What you need to do
In the entries that follow, the first line to write out is the one containing "res.extend_from_slice(&bigint::encode_fixed(g, len));", and the last is the one containing "if bigint::byte_len(x) >". Reproduce that stretch exactly, with nothing before or after it.

Stored items
■ ■ ■ ■ ■ ■ ■

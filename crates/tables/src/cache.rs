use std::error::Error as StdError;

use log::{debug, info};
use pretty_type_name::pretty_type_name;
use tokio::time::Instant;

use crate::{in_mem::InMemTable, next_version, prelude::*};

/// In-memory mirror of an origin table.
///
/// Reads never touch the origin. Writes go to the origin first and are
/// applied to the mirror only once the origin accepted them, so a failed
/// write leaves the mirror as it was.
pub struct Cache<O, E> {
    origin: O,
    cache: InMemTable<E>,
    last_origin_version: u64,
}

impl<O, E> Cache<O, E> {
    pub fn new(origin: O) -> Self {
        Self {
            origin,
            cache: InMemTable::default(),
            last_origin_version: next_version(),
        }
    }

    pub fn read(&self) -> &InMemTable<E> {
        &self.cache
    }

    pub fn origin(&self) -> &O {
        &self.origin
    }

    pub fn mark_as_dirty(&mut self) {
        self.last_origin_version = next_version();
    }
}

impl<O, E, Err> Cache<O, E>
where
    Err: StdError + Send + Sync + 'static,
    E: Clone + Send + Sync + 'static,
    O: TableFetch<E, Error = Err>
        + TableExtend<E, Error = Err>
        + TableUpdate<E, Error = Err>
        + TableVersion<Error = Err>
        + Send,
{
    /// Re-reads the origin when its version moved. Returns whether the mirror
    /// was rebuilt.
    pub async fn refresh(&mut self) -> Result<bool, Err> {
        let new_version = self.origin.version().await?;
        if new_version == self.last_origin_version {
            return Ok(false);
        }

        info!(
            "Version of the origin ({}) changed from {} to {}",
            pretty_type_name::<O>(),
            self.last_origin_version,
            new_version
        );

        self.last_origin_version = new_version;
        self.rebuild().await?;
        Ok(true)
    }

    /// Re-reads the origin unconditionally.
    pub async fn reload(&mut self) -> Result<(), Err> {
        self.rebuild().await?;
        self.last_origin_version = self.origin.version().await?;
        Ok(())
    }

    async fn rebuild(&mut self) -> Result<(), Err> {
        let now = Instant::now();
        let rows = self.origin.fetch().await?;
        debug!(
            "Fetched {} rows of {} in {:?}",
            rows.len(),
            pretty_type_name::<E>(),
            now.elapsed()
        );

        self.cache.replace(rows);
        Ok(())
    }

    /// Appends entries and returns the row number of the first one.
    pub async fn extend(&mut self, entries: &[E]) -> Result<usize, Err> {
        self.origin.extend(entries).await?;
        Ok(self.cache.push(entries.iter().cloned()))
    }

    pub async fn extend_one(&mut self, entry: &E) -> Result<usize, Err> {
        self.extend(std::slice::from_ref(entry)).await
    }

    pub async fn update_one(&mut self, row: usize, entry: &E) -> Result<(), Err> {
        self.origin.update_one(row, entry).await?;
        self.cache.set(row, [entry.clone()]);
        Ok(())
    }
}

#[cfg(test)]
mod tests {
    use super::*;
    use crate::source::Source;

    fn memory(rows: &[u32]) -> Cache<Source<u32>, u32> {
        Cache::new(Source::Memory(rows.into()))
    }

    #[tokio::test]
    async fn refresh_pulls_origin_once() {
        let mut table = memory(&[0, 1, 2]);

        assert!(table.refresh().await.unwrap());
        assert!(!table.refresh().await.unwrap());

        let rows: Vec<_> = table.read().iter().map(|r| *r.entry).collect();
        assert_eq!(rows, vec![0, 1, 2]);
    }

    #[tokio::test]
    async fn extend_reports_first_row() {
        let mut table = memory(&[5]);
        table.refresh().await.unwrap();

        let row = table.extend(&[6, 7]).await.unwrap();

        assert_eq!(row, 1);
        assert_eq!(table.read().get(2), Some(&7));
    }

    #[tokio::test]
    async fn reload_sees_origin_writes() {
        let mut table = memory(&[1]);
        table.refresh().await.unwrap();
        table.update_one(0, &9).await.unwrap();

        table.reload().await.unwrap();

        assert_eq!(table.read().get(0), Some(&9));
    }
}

■ ■ ■ ■ ■ ■ ■

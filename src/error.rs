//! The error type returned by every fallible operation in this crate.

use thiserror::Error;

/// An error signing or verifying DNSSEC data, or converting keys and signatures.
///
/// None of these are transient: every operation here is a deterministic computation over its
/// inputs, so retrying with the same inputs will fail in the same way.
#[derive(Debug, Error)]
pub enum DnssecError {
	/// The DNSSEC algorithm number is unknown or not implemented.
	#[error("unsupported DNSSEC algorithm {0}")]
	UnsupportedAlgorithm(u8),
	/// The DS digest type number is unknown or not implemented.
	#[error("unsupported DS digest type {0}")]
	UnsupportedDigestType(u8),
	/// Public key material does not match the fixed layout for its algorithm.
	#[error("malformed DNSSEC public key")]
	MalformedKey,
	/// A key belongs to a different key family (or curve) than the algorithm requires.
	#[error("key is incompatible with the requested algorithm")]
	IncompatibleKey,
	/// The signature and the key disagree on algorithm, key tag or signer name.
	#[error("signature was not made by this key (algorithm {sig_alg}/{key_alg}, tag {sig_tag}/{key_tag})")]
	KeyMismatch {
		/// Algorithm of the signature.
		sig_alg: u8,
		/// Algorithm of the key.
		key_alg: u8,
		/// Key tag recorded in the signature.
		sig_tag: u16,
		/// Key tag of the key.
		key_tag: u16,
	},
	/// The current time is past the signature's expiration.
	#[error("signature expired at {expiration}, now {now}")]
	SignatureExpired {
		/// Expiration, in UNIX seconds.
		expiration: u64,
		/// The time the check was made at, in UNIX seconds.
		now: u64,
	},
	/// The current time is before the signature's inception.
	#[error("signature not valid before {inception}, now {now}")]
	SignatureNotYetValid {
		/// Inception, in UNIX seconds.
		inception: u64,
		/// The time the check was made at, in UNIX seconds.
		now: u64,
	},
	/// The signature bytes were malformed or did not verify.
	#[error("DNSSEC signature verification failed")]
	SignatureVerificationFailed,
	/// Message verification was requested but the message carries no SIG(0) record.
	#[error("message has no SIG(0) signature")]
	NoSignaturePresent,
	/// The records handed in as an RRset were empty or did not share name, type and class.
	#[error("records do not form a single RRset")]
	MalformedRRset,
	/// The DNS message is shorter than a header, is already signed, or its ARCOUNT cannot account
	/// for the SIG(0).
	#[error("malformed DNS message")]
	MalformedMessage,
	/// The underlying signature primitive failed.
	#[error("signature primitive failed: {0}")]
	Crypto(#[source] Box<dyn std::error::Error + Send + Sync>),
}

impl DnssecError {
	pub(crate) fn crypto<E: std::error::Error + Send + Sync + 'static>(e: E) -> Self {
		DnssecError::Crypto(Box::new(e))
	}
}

■ ■ ■ ■ ■ ■ ■

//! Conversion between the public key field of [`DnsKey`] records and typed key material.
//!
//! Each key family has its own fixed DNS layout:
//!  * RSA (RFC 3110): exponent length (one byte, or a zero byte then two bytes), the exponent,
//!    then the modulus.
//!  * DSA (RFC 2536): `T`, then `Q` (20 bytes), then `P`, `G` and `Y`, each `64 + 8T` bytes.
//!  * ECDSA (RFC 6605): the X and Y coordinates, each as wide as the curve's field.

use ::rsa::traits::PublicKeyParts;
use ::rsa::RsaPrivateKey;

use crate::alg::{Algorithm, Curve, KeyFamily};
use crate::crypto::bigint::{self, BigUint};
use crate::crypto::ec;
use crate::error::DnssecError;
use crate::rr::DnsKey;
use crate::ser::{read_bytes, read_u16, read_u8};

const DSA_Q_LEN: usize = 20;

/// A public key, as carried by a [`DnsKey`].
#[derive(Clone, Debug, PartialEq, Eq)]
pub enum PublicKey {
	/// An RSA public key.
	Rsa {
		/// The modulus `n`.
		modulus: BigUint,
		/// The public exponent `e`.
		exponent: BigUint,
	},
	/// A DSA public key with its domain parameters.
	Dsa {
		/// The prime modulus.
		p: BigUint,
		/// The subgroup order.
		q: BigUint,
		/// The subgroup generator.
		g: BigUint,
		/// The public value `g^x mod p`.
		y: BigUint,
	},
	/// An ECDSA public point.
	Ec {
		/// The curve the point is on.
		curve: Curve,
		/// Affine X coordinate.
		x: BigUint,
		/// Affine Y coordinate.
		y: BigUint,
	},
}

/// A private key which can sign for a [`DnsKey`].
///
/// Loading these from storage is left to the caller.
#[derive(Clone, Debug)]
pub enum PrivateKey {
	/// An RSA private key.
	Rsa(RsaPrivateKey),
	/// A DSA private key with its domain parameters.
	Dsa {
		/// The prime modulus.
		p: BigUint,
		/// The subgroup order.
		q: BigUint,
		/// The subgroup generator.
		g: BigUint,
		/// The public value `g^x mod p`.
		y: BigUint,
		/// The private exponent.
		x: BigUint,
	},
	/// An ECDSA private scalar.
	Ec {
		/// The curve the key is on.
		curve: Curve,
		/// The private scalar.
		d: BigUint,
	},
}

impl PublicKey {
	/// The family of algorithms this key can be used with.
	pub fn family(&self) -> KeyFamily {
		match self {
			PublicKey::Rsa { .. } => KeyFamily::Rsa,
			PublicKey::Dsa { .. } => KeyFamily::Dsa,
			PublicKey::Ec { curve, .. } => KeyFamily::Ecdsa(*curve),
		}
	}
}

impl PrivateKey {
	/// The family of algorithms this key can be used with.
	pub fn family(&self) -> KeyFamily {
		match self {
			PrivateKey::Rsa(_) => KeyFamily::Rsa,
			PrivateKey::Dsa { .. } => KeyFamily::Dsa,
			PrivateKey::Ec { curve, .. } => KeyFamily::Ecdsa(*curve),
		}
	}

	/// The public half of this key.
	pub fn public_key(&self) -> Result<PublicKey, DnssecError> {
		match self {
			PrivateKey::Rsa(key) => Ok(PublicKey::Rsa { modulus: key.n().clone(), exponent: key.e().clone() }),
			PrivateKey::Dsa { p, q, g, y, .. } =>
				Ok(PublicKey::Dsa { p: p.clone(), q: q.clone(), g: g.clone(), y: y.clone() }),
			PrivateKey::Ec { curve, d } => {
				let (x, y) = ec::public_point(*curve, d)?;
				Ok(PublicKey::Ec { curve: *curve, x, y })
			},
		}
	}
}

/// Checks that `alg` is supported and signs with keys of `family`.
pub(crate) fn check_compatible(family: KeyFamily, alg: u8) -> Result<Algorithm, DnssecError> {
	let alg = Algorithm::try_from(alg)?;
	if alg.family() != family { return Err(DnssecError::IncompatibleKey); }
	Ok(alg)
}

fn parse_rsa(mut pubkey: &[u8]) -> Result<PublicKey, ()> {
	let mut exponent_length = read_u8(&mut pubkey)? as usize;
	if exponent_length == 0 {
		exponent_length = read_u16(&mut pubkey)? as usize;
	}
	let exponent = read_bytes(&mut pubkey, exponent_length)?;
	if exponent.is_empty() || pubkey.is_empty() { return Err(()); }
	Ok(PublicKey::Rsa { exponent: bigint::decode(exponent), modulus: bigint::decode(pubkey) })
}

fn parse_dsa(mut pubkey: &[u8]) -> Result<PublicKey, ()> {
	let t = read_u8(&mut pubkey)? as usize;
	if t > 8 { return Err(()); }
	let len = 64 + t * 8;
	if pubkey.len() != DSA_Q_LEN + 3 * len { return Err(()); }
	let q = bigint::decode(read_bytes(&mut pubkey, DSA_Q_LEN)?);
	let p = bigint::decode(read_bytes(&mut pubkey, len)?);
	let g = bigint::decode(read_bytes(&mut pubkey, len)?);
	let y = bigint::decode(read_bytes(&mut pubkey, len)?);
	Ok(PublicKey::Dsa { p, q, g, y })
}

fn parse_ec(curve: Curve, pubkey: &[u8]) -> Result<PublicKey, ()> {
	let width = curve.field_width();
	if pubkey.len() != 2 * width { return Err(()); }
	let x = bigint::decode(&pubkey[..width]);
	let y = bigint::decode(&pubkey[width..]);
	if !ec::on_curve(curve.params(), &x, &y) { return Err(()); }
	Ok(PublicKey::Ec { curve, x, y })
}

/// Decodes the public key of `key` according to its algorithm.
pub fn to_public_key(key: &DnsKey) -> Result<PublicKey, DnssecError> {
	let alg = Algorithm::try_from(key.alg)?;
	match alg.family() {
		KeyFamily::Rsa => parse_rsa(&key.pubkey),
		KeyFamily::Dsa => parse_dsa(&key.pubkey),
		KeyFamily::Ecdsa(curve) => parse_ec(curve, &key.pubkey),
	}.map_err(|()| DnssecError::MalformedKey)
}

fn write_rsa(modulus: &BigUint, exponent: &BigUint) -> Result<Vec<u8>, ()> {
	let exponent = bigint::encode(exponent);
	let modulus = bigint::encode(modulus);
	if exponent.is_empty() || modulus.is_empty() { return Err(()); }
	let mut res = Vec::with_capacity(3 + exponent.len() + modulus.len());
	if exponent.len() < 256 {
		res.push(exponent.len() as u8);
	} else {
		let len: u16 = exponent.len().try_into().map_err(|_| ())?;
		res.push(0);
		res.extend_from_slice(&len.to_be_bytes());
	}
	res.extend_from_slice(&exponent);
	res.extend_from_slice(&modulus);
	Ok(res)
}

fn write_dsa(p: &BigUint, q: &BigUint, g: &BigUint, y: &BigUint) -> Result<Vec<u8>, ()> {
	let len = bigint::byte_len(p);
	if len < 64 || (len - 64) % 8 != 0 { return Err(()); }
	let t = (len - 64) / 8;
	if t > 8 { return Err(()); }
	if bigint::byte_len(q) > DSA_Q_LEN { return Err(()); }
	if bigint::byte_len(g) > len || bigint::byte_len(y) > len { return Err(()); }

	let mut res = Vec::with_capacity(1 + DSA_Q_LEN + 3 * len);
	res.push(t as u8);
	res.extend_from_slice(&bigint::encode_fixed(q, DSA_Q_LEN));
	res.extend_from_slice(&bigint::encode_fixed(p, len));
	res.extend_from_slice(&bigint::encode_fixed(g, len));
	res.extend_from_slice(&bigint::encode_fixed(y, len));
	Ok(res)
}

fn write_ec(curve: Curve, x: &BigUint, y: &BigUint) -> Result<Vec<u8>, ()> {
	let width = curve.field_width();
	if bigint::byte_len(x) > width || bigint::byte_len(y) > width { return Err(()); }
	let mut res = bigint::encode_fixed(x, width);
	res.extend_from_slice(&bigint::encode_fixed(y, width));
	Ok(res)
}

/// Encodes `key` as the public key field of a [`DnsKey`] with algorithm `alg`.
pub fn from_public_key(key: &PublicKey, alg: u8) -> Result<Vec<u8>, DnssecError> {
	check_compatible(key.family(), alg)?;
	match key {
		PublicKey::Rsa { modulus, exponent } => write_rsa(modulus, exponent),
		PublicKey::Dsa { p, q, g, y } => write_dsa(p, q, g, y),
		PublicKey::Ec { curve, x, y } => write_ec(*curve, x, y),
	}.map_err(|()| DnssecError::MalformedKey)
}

■ ■ ■ ■ ■ ■ ■

Output of the exercise
	res.extend_from_slice(&bigint::encode_fixed(g, len));
	res.extend_from_slice(&bigint::encode_fixed(y, len));
	Ok(res)
}

fn write_ec(curve: Curve, x: &BigUint, y: &BigUint) -> Result<Vec<u8>, ()> {
	let width = curve.field_width();
	if bigint::byte_len(x) > width || bigint::byte_len(y) > width { return Err(()); }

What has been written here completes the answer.